**Exercise brief:**
How many lines below contain the string "tuples"? Reply with the figure and no further words.

**Records for this task:**
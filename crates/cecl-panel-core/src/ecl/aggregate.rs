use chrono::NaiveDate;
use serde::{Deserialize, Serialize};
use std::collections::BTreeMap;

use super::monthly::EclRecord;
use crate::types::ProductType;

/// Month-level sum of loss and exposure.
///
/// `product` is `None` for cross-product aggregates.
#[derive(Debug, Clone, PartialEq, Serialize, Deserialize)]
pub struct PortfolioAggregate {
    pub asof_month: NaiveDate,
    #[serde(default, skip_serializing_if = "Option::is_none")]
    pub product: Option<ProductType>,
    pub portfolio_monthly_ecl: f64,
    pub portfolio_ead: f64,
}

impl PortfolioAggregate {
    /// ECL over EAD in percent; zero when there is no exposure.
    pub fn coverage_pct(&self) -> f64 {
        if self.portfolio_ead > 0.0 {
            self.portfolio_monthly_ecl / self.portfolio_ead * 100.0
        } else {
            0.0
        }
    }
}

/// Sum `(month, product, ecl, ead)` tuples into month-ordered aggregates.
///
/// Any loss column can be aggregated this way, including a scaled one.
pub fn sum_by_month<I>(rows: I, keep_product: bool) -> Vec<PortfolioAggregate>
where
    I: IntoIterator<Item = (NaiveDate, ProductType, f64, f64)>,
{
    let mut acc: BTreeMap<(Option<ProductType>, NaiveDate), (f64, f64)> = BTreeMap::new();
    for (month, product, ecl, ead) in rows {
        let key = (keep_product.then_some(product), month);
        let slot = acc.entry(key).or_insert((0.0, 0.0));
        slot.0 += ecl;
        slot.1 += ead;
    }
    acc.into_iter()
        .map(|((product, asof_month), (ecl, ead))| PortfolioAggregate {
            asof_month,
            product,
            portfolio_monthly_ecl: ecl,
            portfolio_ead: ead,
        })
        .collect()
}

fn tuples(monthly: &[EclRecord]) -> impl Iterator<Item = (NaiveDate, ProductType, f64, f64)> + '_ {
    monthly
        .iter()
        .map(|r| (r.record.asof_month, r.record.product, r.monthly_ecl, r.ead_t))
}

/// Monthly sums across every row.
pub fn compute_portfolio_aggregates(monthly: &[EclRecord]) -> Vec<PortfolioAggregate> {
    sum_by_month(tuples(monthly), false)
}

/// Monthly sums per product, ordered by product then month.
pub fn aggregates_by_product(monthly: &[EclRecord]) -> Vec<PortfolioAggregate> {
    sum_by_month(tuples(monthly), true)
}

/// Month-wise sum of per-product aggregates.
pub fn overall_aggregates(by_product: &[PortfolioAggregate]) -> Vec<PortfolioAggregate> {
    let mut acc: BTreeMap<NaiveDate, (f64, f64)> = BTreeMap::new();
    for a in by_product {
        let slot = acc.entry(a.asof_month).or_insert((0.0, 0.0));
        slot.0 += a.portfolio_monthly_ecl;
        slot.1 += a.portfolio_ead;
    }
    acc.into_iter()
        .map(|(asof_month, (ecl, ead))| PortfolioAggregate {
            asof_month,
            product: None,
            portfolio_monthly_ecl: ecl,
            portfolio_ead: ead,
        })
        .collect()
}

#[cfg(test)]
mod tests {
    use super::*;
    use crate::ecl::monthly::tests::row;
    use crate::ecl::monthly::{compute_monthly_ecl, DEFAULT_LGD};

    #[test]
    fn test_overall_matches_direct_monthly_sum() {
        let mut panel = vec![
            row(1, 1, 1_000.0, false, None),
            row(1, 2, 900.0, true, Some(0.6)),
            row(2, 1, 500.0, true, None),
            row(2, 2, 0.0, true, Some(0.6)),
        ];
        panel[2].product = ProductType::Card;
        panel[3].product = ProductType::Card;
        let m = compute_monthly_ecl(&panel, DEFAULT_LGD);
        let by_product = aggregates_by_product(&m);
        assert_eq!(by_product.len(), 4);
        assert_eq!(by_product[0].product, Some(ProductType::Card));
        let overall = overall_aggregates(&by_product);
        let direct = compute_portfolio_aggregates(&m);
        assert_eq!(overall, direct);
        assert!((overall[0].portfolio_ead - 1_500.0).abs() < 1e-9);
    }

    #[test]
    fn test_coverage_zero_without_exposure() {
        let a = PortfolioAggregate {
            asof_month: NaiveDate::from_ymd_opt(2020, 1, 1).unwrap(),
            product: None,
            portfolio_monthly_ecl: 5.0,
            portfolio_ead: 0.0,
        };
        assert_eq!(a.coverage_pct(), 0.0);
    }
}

---

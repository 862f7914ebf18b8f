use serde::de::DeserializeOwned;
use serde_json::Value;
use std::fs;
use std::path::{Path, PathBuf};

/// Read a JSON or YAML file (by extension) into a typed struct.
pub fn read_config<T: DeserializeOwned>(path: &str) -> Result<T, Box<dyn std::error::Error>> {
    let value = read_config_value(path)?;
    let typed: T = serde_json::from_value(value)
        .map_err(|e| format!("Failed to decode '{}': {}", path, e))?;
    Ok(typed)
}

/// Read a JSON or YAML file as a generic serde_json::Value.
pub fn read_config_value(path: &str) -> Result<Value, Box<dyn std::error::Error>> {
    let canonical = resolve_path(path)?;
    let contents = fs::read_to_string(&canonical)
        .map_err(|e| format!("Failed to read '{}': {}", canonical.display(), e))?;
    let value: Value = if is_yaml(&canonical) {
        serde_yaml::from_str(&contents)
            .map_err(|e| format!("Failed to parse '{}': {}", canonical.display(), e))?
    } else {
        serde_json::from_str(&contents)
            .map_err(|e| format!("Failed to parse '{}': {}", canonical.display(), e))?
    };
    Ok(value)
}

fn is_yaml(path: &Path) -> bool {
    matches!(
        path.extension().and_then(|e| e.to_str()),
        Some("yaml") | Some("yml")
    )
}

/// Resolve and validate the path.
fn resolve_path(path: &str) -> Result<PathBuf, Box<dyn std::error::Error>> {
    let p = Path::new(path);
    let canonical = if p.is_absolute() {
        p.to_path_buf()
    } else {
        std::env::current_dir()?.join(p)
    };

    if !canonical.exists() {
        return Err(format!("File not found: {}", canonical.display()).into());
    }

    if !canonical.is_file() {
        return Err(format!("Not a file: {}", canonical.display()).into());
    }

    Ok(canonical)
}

**Worked solution:**
4